Lines in the records below that contain the word "scan" must each be copied.

Provided information START

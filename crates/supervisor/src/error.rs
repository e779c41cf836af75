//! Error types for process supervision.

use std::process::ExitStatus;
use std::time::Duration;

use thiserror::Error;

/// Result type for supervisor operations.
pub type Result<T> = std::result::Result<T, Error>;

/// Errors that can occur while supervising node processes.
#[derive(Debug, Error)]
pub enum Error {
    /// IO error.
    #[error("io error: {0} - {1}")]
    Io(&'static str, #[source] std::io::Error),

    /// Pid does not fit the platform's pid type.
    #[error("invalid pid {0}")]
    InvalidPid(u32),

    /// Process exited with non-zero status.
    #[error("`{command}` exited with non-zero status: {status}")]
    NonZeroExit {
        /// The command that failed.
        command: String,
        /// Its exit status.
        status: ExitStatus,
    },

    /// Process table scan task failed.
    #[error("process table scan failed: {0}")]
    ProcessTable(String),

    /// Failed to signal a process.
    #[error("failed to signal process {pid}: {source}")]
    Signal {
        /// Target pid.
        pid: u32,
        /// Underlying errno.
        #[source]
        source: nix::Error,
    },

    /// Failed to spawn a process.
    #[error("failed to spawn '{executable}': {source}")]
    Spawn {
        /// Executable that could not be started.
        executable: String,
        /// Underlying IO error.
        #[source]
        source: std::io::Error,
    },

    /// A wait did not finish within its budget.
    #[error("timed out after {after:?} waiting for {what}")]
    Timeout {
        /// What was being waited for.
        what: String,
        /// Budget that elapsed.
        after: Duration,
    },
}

Provided information END

● Solved problem:
    /// Process table scan task failed.
    #[error("process table scan failed: {0}")]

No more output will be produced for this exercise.